February brought the start of the exhibition season for CAcert with our presence at FOSDEM – one of the biggest Europe-wide developer conferences in Brussels, Belgium. Of course we performed our well-known assurances, which is very popular at such events, with which CAcert safeguards its certificates by checking users’ ID documents. This allows us to offer a safe and trustworthy certificate authority to our users. Of particular note was that interested people were seeking more detailed information about security – questions such as what it actually means, and why are we not yet in the trust stores of many of the web browsers. It’s true that Let’s encrypt is trusted by the popular browsers, but if you take a close look at the certificate of a site protected with a Let’s encrypt certificate, you will find out that it does not contain any information about the owner. This means it is impossible to verify the identity of the site and therefore it is basically uncertain to which site the browser is actually connected to. CAcert allows the site owner to publish identification information in the certificate after the assurance – for private users as well as for companies. This way, CAcert offers a clear mutual trust, which makes it worth importing the CAcert-Root-certificate from www.cacert.org.

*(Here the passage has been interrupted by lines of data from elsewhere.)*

use std::net::SocketAddr;
use std::sync::Arc;

use anyhow::{Context, Result};
use chrono::{NaiveDate, Utc};
use clap::{Parser, Subcommand};
use dotenvy::dotenv;
use tokio::signal;
use tracing::{error, info, warn};
use tracing_subscriber::EnvFilter;

use inspection_reminders::config::database::DatabaseConfig;
use inspection_reminders::config::environment::EnvironmentConfig;
use inspection_reminders::database::DatabaseConnection;
use inspection_reminders::repositories::{CustomerStore, InMemoryCustomerStore, PgCustomerStore};
use inspection_reminders::routes::create_app;
use inspection_reminders::services::line_messaging_service::LineMessagingClient;
use inspection_reminders::services::scheduler::run_daily;
use inspection_reminders::state::AppState;

#[derive(Parser)]
#[command(
    name = "inspection_reminders",
    version,
    about = "🚗 Registro de clientes ตรอ. con recordatorios de พ.ร.บ./seguro por LINE"
)]
struct Cli {
    #[command(subcommand)]
    command: Option<Command>,
}

#[derive(Subcommand)]
enum Command {
    /// Servidor web + aviso diario (por defecto)
    Serve,
    /// Crear las tablas de la base de datos y salir
    DbCreate,
    /// Ejecutar la revisión de vencimientos una vez y salir
    NotifyNow {
        /// Fecha a evaluar (YYYY-MM-DD); por defecto hoy en la zona del taller
        #[arg(long)]
        date: Option<NaiveDate>,
    },
}

#[tokio::main]
async fn main() -> Result<()> {
    // Cargar variables de entorno
    dotenv().ok();

    // Configurar logging
    tracing_subscriber::fmt()
        .with_env_filter(
            EnvFilter::try_from_default_env().unwrap_or_else(|_| EnvFilter::new("info")),
        )
        .init();

    let cli = Cli::parse();
    let config = EnvironmentConfig::from_env().context("Configuración inválida")?;

    match cli.command.unwrap_or(Command::Serve) {
        Command::DbCreate => {
            let db = connect(&config).await?;
            db.run_migrations().await?;
            info!("✅ Tablas creadas");
            Ok(())
        }
        Command::NotifyNow { date } => {
            let state = build_state(&config).await?;
            let today = date.unwrap_or_else(|| state.today());
            let summary = state.reminder_job.run(today).await?;
            info!(
                "📬 Revisión manual: {} enviados, {} fallidos",
                summary.sent, summary.failed
            );
            Ok(())
        }
        Command::Serve => serve(config).await,
    }
}

async fn connect(config: &EnvironmentConfig) -> Result<DatabaseConnection> {
    let url = config
        .database_url
        .as_deref()
        .context("DATABASE_URL must be set")?;
    let db_config = DatabaseConfig::new(url, config.db_max_connections);
    DatabaseConnection::new(&db_config)
        .await
        .context("Error de base de datos")
}

async fn build_state(config: &EnvironmentConfig) -> Result<AppState> {
    let store: Arc<dyn CustomerStore> = match config.database_url {
        Some(_) => {
            let db = connect(config).await?;
            db.run_migrations().await?;
            Arc::new(PgCustomerStore::new(db.pool().clone()))
        }
        None => {
            warn!("⚠️ DATABASE_URL no definido: usando almacenamiento en memoria (no persistente)");
            Arc::new(InMemoryCustomerStore::new())
        }
    };

    let http_client = reqwest::Client::builder()
        .timeout(config.notification.push_timeout)
        .build()
        .context("Failed to create HTTP client")?;
    let messenger = Arc::new(LineMessagingClient::new(&config.line, http_client));

    Ok(AppState::new(store, messenger, config.clone()))
}

async fn serve(config: EnvironmentConfig) -> Result<()> {
    info!("🚗 Inspection Reminders - {}", config.environment);
    info!("================================================");

    let state = build_state(&config).await?;

    let scheduler_handle = tokio::spawn(run_daily(state.reminder_job.clone(), state.schedule()));

    let app = create_app(state);
    let addr: SocketAddr = config.server_url().parse()?;

    info!("🌐 Servidor iniciando en http://{}", addr);
    info!("🔍 Endpoints disponibles:");
    info!("   GET  / - Lista de clientes");
    info!("   GET  /add, POST /add - Alta de cliente");
    info!("   GET  /edit/:id, POST /edit/:id - Edición de cliente");
    info!("   POST /delete/:id - Baja de cliente");
    info!("   GET  /expiring-prb - พ.ร.บ. próximos a vencer");
    info!("   GET  /expiring-insurance - Seguros próximos a vencer");
    info!("   POST /callback - Webhook de LINE");
    info!("   GET  /health - Health check");
    info!("   GET  /api/reminders/preview - Recordatorios de hoy (sin enviar)");
    info!("⏰ Hora local actual: {}", Utc::now().with_timezone(&config.notification.timezone));

    let listener = tokio::net::TcpListener::bind(addr).await?;
    let result = axum::serve(listener, app)
        .with_graceful_shutdown(shutdown_signal())
        .await;

    scheduler_handle.abort();

    if let Err(e) = result {
        error!("❌ Servidor terminó con error: {}", e);
        return Err(e.into());
    }

    info!("👋 Servidor terminado");
    Ok(())
}

/// Señal de apagado graceful
async fn shutdown_signal() {
    let ctrl_c = async {
        if let Err(e) = signal::ctrl_c().await {
            error!("❌ No se pudo instalar el handler de Ctrl+C: {}", e);
            std::future::pending::<()>().await;
        }
    };

    #[cfg(unix)]
    let terminate = async {
        match signal::unix::signal(signal::unix::SignalKind::terminate()) {
            Ok(mut sig) => {
                sig.recv().await;
            }
            Err(e) => {
                error!("❌ No se pudo instalar el handler de SIGTERM: {}", e);
                std::future::pending::<()>().await;
            }
        }
    };

    #[cfg(not(unix))]
    let terminate = std::future::pending::<()>();

    tokio::select! {
        _ = ctrl_c => {
            info!("🛑 Señal Ctrl+C recibida, apagando servidor...");
        },
        _ = terminate => {
            info!("🛑 Señal de terminación recibida, apagando servidor...");
        },
    }
}
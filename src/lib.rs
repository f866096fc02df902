//! Inspection shop renewal reminders
//!
//! Registro de clientes de un ตรอ. (centro de inspección vehicular) con
//! recordatorios automáticos por LINE antes del vencimiento del seguro
//! obligatorio (พ.ร.บ.) y del seguro voluntario.

pub mod config;
pub mod controllers;
pub mod database;
pub mod dto;
pub mod models;
pub mod repositories;
pub mod routes;
pub mod services;
pub mod state;
pub mod utils;
pub mod views;
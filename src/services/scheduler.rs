//! Programador del aviso diario
//!
//! Calcula la próxima hora de disparo (hora y minuto locales en la zona
//! configurada) y ejecuta el job una vez por tick. El bucle espera a que
//! termine cada ejecución antes de calcular la siguiente, así que nunca hay
//! dos ejecuciones solapadas.

use chrono::{DateTime, Duration, NaiveDate, TimeZone, Utc};
use chrono_tz::Tz;

use crate::config::NotificationConfig;
use crate::services::reminder_service::{ReminderJob, RunSummary};
use crate::utils::errors::AppResult;

/// Hora diaria de disparo en una zona horaria
#[derive(Debug, Clone, Copy, PartialEq)]
pub struct DailySchedule {
    pub hour: u32,
    pub minute: u32,
    pub timezone: Tz,
}

impl From<&NotificationConfig> for DailySchedule {
    fn from(config: &NotificationConfig) -> Self {
        Self {
            hour: config.hour,
            minute: config.minute,
            timezone: config.timezone,
        }
    }
}

impl DailySchedule {
    /// Fecha local del taller para un instante dado
    pub fn local_date(&self, now: DateTime<Utc>) -> NaiveDate {
        now.with_timezone(&self.timezone).date_naive()
    }

    /// Próximo instante estrictamente posterior a `now` con la hora local configurada.
    /// Los días en que esa hora no existe (salto de horario de verano) se saltan.
    pub fn next_fire_after(&self, now: DateTime<Utc>) -> Option<DateTime<Utc>> {
        let start = self.local_date(now);
        (0..=2)
            .filter_map(|offset| {
                let date = start + Duration::days(offset);
                let local = date.and_hms_opt(self.hour, self.minute, 0)?;
                self.timezone.from_local_datetime(&local).earliest()
            })
            .map(|fire| fire.with_timezone(&Utc))
            .find(|fire| *fire > now)
    }
}

/// Estado del programador entre disparos
///
/// Recuerda el último instante disparado: si el reloj de pared retrocede
/// tras despertar, el mismo tick no vuelve a programarse.
#[derive(Debug, Clone)]
pub struct DailyTicker {
    schedule: DailySchedule,
    last_fire: Option<DateTime<Utc>>,
}

impl DailyTicker {
    pub fn new(schedule: DailySchedule) -> Self {
        Self {
            schedule,
            last_fire: None,
        }
    }

    pub fn last_fire(&self) -> Option<DateTime<Utc>> {
        self.last_fire
    }

    /// Próximo disparo posterior a `now` y al último tick ejecutado
    pub fn next_fire(&self, now: DateTime<Utc>) -> Option<DateTime<Utc>> {
        let from = self.last_fire.map_or(now, |last| now.max(last));
        self.schedule.next_fire_after(from)
    }

    /// Ejecuta el job para el tick `fire`, con la fecha local de ese tick
    pub async fn fire(&mut self, job: &ReminderJob, fire: DateTime<Utc>) -> AppResult<RunSummary> {
        self.last_fire = Some(fire);
        job.run(self.schedule.local_date(fire)).await
    }
}

/// Bucle infinito: duerme hasta el próximo disparo y ejecuta el job
pub async fn run_daily(job: ReminderJob, schedule: DailySchedule) {
    tracing::info!(
        "⏰ Aviso diario programado a las {:02}:{:02} ({})",
        schedule.hour,
        schedule.minute,
        schedule.timezone
    );

    let mut ticker = DailyTicker::new(schedule);
    loop {
        let now = Utc::now();
        let Some(next) = ticker.next_fire(now) else {
            tracing::error!("❌ No se pudo calcular la próxima ejecución; reintento en 1h");
            tokio::time::sleep(std::time::Duration::from_secs(3600)).await;
            continue;
        };

        tracing::info!("⏰ Próxima revisión: {}", next.with_timezone(&schedule.timezone));
        let wait = (next - now).to_std().unwrap_or_default();
        tokio::time::sleep(wait).await;

        match ticker.fire(&job, next).await {
            Ok(summary) => tracing::info!(
                sent = summary.sent,
                failed = summary.failed,
                "📬 Revisión diaria completada"
            ),
            Err(e) => tracing::error!("❌ Revisión diaria abandonada: {}", e),
        }
    }
}
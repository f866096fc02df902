//! Páginas HTML (askama)
//!
//! Las plantillas viven en `templates/`. Los valores opcionales se
//! convierten aquí a texto para que las plantillas no tengan lógica.

use askama::Template;
use chrono::NaiveDate;

use crate::dto::customer_dto::CustomerForm;
use crate::models::customer::Customer;

/// Contadores de la barra de navegación
#[derive(Debug, Clone, Copy, Default, PartialEq, Eq)]
pub struct NavCounts {
    pub prb_alert_count: usize,
    pub ins_alert_count: usize,
}

/// Fila de la tabla de clientes
#[derive(Debug, Clone)]
pub struct CustomerRow {
    pub id: i32,
    pub name: String,
    pub phone: String,
    pub plate: String,
    pub service: String,
    pub service_date: String,
    pub prb_expiry: String,
    pub prb_days_left: String,
    pub prb_status: &'static str,
    pub ins_expiry: String,
    pub ins_days_left: String,
    pub ins_status: &'static str,
    pub linked: bool,
}

impl CustomerRow {
    pub fn new(customer: &Customer, today: NaiveDate) -> Self {
        let prb_days = customer.prb_days_left(today);
        let ins_days = customer.ins_days_left(today);
        Self {
            id: customer.id,
            name: customer.name.clone(),
            phone: customer.phone.clone(),
            plate: customer.plate.clone(),
            service: customer.service.clone().unwrap_or_default(),
            service_date: display_date(customer.service_date),
            prb_expiry: display_date(customer.prb_expiry),
            prb_days_left: display_days(prb_days),
            prb_status: urgency(prb_days, 30),
            ins_expiry: display_date(customer.ins_expiry),
            ins_days_left: display_days(ins_days),
            ins_status: urgency(ins_days, 90),
            linked: customer.messaging_identity().is_some(),
        }
    }
}

fn display_date(date: Option<NaiveDate>) -> String {
    date.map(|d| d.format("%d-%m-%Y").to_string())
        .unwrap_or_else(|| "-".to_string())
}

fn display_days(days: Option<i64>) -> String {
    match days {
        Some(d) if d < 0 => format!("หมดอายุแล้ว {} วัน", -d),
        Some(d) => format!("{} วัน", d),
        None => "-".to_string(),
    }
}

/// Clase CSS según lo cerca que esté el vencimiento
fn urgency(days: Option<i64>, window: i64) -> &'static str {
    match days {
        Some(d) if d < 0 => "expired",
        Some(d) if d <= window => "due-soon",
        Some(_) => "ok",
        None => "",
    }
}

/// Texto del aviso tras una redirección
pub fn notice_text(notice: &str) -> Option<&'static str> {
    match notice {
        "created" => Some("เพิ่มข้อมูลลูกค้าเรียบร้อยแล้ว"),
        "updated" => Some("แก้ไขข้อมูลลูกค้าเรียบร้อยแล้ว"),
        "deleted" => Some("ลบข้อมูลลูกค้าเรียบร้อยแล้ว"),
        _ => None,
    }
}

#[derive(Template)]
#[template(path = "index.html")]
pub struct IndexPage {
    pub nav: NavCounts,
    pub notice: Option<&'static str>,
    pub customers: Vec<CustomerRow>,
}

#[derive(Template)]
#[template(path = "customer_form.html")]
pub struct CustomerFormPage {
    pub nav: NavCounts,
    pub title: &'static str,
    pub action: String,
    pub form: CustomerForm,
    pub error: Option<String>,
}

#[derive(Template)]
#[template(path = "expiring.html")]
pub struct ExpiringPage {
    pub nav: NavCounts,
    pub title: &'static str,
    pub window_days: i64,
    pub prb: bool,
    pub customers: Vec<CustomerRow>,
}
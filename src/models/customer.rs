//! Modelo de Customer
//!
//! Mapea exactamente a la tabla `customers`. Los días restantes de cada
//! seguro se calculan al vuelo a partir de la fecha de hoy y nunca se guardan.

use chrono::NaiveDate;
use serde::{Deserialize, Serialize};
use sqlx::FromRow;

/// Cliente del taller con las fechas de vencimiento de sus seguros
#[derive(Debug, Clone, PartialEq, Serialize, Deserialize, FromRow)]
pub struct Customer {
    pub id: i32,
    pub name: String,
    pub phone: String,
    pub plate: String,
    pub service: Option<String>,
    pub service_date: Option<NaiveDate>,
    /// Vencimiento del seguro obligatorio (พ.ร.บ.)
    pub prb_expiry: Option<NaiveDate>,
    /// Vencimiento del seguro voluntario
    pub ins_expiry: Option<NaiveDate>,
    /// userId de LINE vinculado vía webhook
    pub line_user_id: Option<String>,
}

/// Datos para crear o reemplazar un cliente (todo excepto el id)
#[derive(Debug, Clone, PartialEq, Default)]
pub struct NewCustomer {
    pub name: String,
    pub phone: String,
    pub plate: String,
    pub service: Option<String>,
    pub service_date: Option<NaiveDate>,
    pub prb_expiry: Option<NaiveDate>,
    pub ins_expiry: Option<NaiveDate>,
    pub line_user_id: Option<String>,
}

impl Customer {
    pub fn prb_days_left(&self, today: NaiveDate) -> Option<i64> {
        days_between(today, self.prb_expiry)
    }

    pub fn ins_days_left(&self, today: NaiveDate) -> Option<i64> {
        days_between(today, self.ins_expiry)
    }

    /// Identidad de mensajería, ignorando cadenas vacías
    pub fn messaging_identity(&self) -> Option<&str> {
        self.line_user_id
            .as_deref()
            .map(str::trim)
            .filter(|id| !id.is_empty())
    }

    /// Construir el registro a partir de un id asignado por el almacén
    pub fn from_new(id: i32, data: NewCustomer) -> Self {
        Self {
            id,
            name: data.name,
            phone: data.phone,
            plate: data.plate,
            service: data.service,
            service_date: data.service_date,
            prb_expiry: data.prb_expiry,
            ins_expiry: data.ins_expiry,
            line_user_id: data.line_user_id,
        }
    }
}

fn days_between(today: NaiveDate, expiry: Option<NaiveDate>) -> Option<i64> {
    expiry.map(|date| (date - today).num_days())
}
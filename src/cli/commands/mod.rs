pub mod config;
pub mod device;
pub mod locale;
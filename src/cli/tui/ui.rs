use ratatui::{
    layout::{Alignment, Constraint, Direction, Layout, Rect},
    style::{Color, Modifier, Style},
    text::{Line, Span},
    widgets::{Block, BorderType, Borders, Clear, Paragraph, Wrap},
    Frame,
};
use unicode_width::{UnicodeWidthChar, UnicodeWidthStr};

use crate::cli::i18n::texts;
use crate::device_settings::{Control, SettingsLayout, StatusKind};

use super::{
    app::{App, Overlay, ToastKind},
    theme::{theme, Theme},
};

fn inactive_chip_style(theme: &Theme) -> Style {
    if theme.no_color {
        Style::default()
    } else {
        Style::default().fg(Color::White).bg(Color::DarkGray)
    }
}

fn focused_style(theme: &Theme) -> Style {
    if theme.no_color {
        Style::default().add_modifier(Modifier::REVERSED)
    } else {
        Style::default()
            .fg(theme.accent)
            .add_modifier(Modifier::BOLD)
    }
}

fn disabled_style(theme: &Theme) -> Style {
    if theme.no_color {
        Style::default().add_modifier(Modifier::DIM)
    } else {
        Style::default().fg(theme.dim)
    }
}

fn truncate_to_display_width(text: &str, width: u16) -> String {
    let width = width as usize;
    if width == 0 {
        return String::new();
    }

    if UnicodeWidthStr::width(text) <= width {
        return text.to_string();
    }

    if width == 1 {
        return "…".to_string();
    }

    let mut out = String::new();
    let mut used = 0usize;
    for ch in text.chars() {
        let w = UnicodeWidthChar::width(ch).unwrap_or(0);
        if used + w > width - 1 {
            break;
        }
        out.push(ch);
        used += w;
    }
    out.push('…');
    out
}

fn key_bar_line(theme: &Theme, items: &[(&str, String)]) -> Line<'static> {
    if theme.no_color {
        let mut parts = Vec::new();
        for (k, v) in items {
            parts.push(format!("{k}={v}"));
        }
        return Line::raw(parts.join("  "));
    }

    let base = inactive_chip_style(theme);
    let key = base.add_modifier(Modifier::BOLD);

    let mut spans: Vec<Span<'static>> = vec![Span::styled(" ", base)];
    for (idx, (k, v)) in items.iter().enumerate() {
        if idx > 0 {
            spans.push(Span::styled("  ", base));
        }
        spans.push(Span::styled((*k).to_string(), key));
        spans.push(Span::styled(" ", base));
        spans.push(Span::styled(v.clone(), base));
    }
    spans.push(Span::styled(" ", base));
    Line::from(spans)
}

pub fn render(frame: &mut Frame<'_>, app: &App) {
    render_with_theme(frame, app, &theme());
}

pub fn render_with_theme(frame: &mut Frame<'_>, app: &App, theme: &Theme) {
    let layout = app.view.layout(app.catalog);

    let root = Layout::default()
        .direction(Direction::Vertical)
        .constraints([
            Constraint::Length(3),
            Constraint::Length(1),
            Constraint::Length(5),
            Constraint::Min(0),
            Constraint::Length(3),
            Constraint::Length(1),
        ])
        .split(frame.area());

    render_header(frame, &layout, root[0], theme);
    render_status(frame, &layout, root[1], theme);
    render_controls(frame, app, &layout, root[2], theme);
    render_footer(frame, &layout, root[4], theme);
    render_key_bar(frame, app, root[5], theme);

    render_overlay(frame, app, theme);
}

fn render_header(frame: &mut Frame<'_>, layout: &SettingsLayout, area: Rect, theme: &Theme) {
    let block = Block::default()
        .borders(Borders::ALL)
        .border_type(BorderType::Plain)
        .border_style(Style::default().fg(theme.dim));
    let inner = block.inner(area);
    frame.render_widget(block, area);

    let title = Line::from(Span::styled(
        layout.title.clone(),
        Style::default().add_modifier(Modifier::BOLD),
    ));
    frame.render_widget(Paragraph::new(title).alignment(Alignment::Center), inner);
}

fn render_status(frame: &mut Frame<'_>, layout: &SettingsLayout, area: Rect, theme: &Theme) {
    let Some(status) = &layout.status else {
        return;
    };
    let color = match status.kind {
        StatusKind::Info => theme.dim,
        StatusKind::Warning => theme.warn,
    };
    frame.render_widget(
        Paragraph::new(Span::styled(status.text.clone(), Style::default().fg(color)))
            .alignment(Alignment::Center),
        area,
    );
}

fn render_controls(
    frame: &mut Frame<'_>,
    app: &App,
    layout: &SettingsLayout,
    area: Rect,
    theme: &Theme,
) {
    let count = layout.controls.len().max(1) as u32;
    let constraints = layout
        .controls
        .iter()
        .map(|_| Constraint::Ratio(1, count))
        .collect::<Vec<_>>();
    let cells = Layout::default()
        .direction(Direction::Horizontal)
        .constraints(constraints)
        .split(area);

    for (idx, (control, cell)) in layout.controls.iter().zip(cells.iter()).enumerate() {
        render_control(frame, app, control, *cell, idx == app.focus, theme);
    }
}

fn render_control(
    frame: &mut Frame<'_>,
    app: &App,
    control: &Control,
    area: Rect,
    focused: bool,
    theme: &Theme,
) {
    let disabled = control.is_disabled();
    let style = match (focused, disabled) {
        (true, _) => focused_style(theme),
        (false, true) => disabled_style(theme),
        (false, false) => Style::default(),
    };
    let border_type = if focused {
        BorderType::Thick
    } else {
        BorderType::Rounded
    };

    let block = Block::default()
        .borders(Borders::ALL)
        .border_type(border_type)
        .border_style(style);
    let inner = block.inner(area);
    frame.render_widget(block, area);

    let mut label_style = if disabled {
        disabled_style(theme)
    } else {
        Style::default()
    };
    if matches!(control, Control::ManageBackups { .. }) && !disabled {
        label_style = label_style.add_modifier(Modifier::BOLD);
    }

    frame.render_widget(
        Paragraph::new(Span::styled(control.label(app.catalog), label_style))
            .alignment(Alignment::Center)
            .wrap(Wrap { trim: true }),
        inner,
    );
}

fn render_footer(frame: &mut Frame<'_>, layout: &SettingsLayout, area: Rect, theme: &Theme) {
    let block = Block::default()
        .borders(Borders::TOP)
        .border_style(Style::default().fg(theme.dim));
    let inner = block.inner(area);
    frame.render_widget(block, area);

    if let Some(footer) = &layout.footer {
        frame.render_widget(
            Paragraph::new(truncate_to_display_width(footer, inner.width))
                .alignment(Alignment::Center),
            inner,
        );
    }
}

fn render_key_bar(frame: &mut Frame<'_>, app: &App, area: Rect, theme: &Theme) {
    let items = [
        ("←→", texts::key_move(app.catalog)),
        ("Enter", texts::key_activate(app.catalog)),
        ("?", texts::key_help(app.catalog)),
        ("q", texts::sidebar_leave(app.catalog)),
    ];
    let mut spans = key_bar_line(theme, &items).spans;

    if let Some(toast) = &app.toast {
        let color = match toast.kind {
            ToastKind::Info => theme.accent,
            ToastKind::Warning => theme.warn,
            ToastKind::Error => theme.err,
        };
        spans.push(Span::raw("  "));
        spans.push(Span::styled(toast.message.clone(), Style::default().fg(color)));
    }

    frame.render_widget(Paragraph::new(Line::from(spans)), area);
}

fn render_overlay(frame: &mut Frame<'_>, app: &App, theme: &Theme) {
    match app.overlay {
        Overlay::None => {}
        Overlay::Help => {
            let area = centered_rect(60, 50, frame.area());
            frame.render_widget(Clear, area);

            let outer = Block::default()
                .borders(Borders::ALL)
                .border_type(BorderType::Plain)
                .border_style(Style::default().fg(theme.dim))
                .title(texts::help_title(app.catalog));
            let inner = outer.inner(area);
            frame.render_widget(outer, area);

            let lines = texts::help_body(app.catalog)
                .lines()
                .map(|s| Line::raw(s.to_string()))
                .collect::<Vec<_>>();
            frame.render_widget(Paragraph::new(lines).wrap(Wrap { trim: false }), inner);
        }
    }
}

fn centered_rect(percent_x: u16, percent_y: u16, r: Rect) -> Rect {
    let popup_layout = Layout::default()
        .direction(Direction::Vertical)
        .constraints([
            Constraint::Percentage((100 - percent_y) / 2),
            Constraint::Percentage(percent_y),
            Constraint::Percentage((100 - percent_y) / 2),
        ])
        .split(r);

    Layout::default()
        .direction(Direction::Horizontal)
        .constraints([
            Constraint::Percentage((100 - percent_x) / 2),
            Constraint::Percentage(percent_x),
            Constraint::Percentage((100 - percent_x) / 2),
        ])
        .split(popup_layout[1])[1]
}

But there’s more: CAcert offers client certificates as well and signs GPG/PGP keys. Anyone who always wanted to sign his emails and encrypt them if needed, can do this easily with CAcert. Most email clients supports S/MIME certificates or PGP. By this means the authenticity of the sender is verified, and the receipient can verify the name of the certificate owner. Also attachments like PDF can be signed this way and protect the document against later changes.
CAcert is supported by an Australian non-profit association, the operation of the server is safeguarded by the German incorporated society secure-u. This structure has advantages, but the Australian society is possible only as long as CAcert has at least three Australian residents as members of the board. In 2017 we want to bring the association behind the web of trust to Europe. This limits the resources of many of the active members, because the handover must be done under appropriate rules. Anyone who wants to support CAcert can find more details at recent blog post “Prosit 2017” or can send an e-mail to email@example.com
For a secure 2017!
While it might be interesting to some people that their name is in their SSL certificate, most people are simply happy that they get a SSL certificate for free now, without any strings attached.
I personally was a CAcert supporter until last year when I switched to let’s encrypt certificates. My reasoning is at http://cweiske.de/tagebuch/cacert-bye.htm
I think that CAcert fades into irrelevancy when the browser trust issue is not solved. The AuditToDo page in the wiki https://wiki.cacert.org/Audit/ToDo states “THIS PAGE IS MOST LIKELY OUTDATED”, and there is no newer information to find.
Please publish a blog post about the browser inclusion/audit status, and please tell people if anyone is actually working on solving this problem.
One quick comment on Debian’s support for CAcert, mentioned in the article: We are included in the ca-cacert package which upgrades ca-certificates package.
Is anyone at CAcert.org working on ACME protocol support?
If you have programming or testing skills I encourage you to support CAcert with new facilities we have not deployed yet.
In this article one of the major questions you were asked at FOSDEM is: “Why are we not yet in the trust stores of many of the web browsers?”. Although your thoughts, throughout the article, about identity in certificates, is interesting and true, I miss the answer to the above question.
Which advantage do I have in using a CA that is not included in any trust stores (Firefox, Thunderbird, …) when I want to use the certificate not only within my peer group, but also in the public – for example on a public webserver, mails signed with S/MIME, …?
I once was a great supporter for CAcert and did a lot of advertisement. I’m still looking at the activities done by CAcert. But as long as there is zero movement towards being included in the major internet software trust stores, I can’t advertise CAcert any more.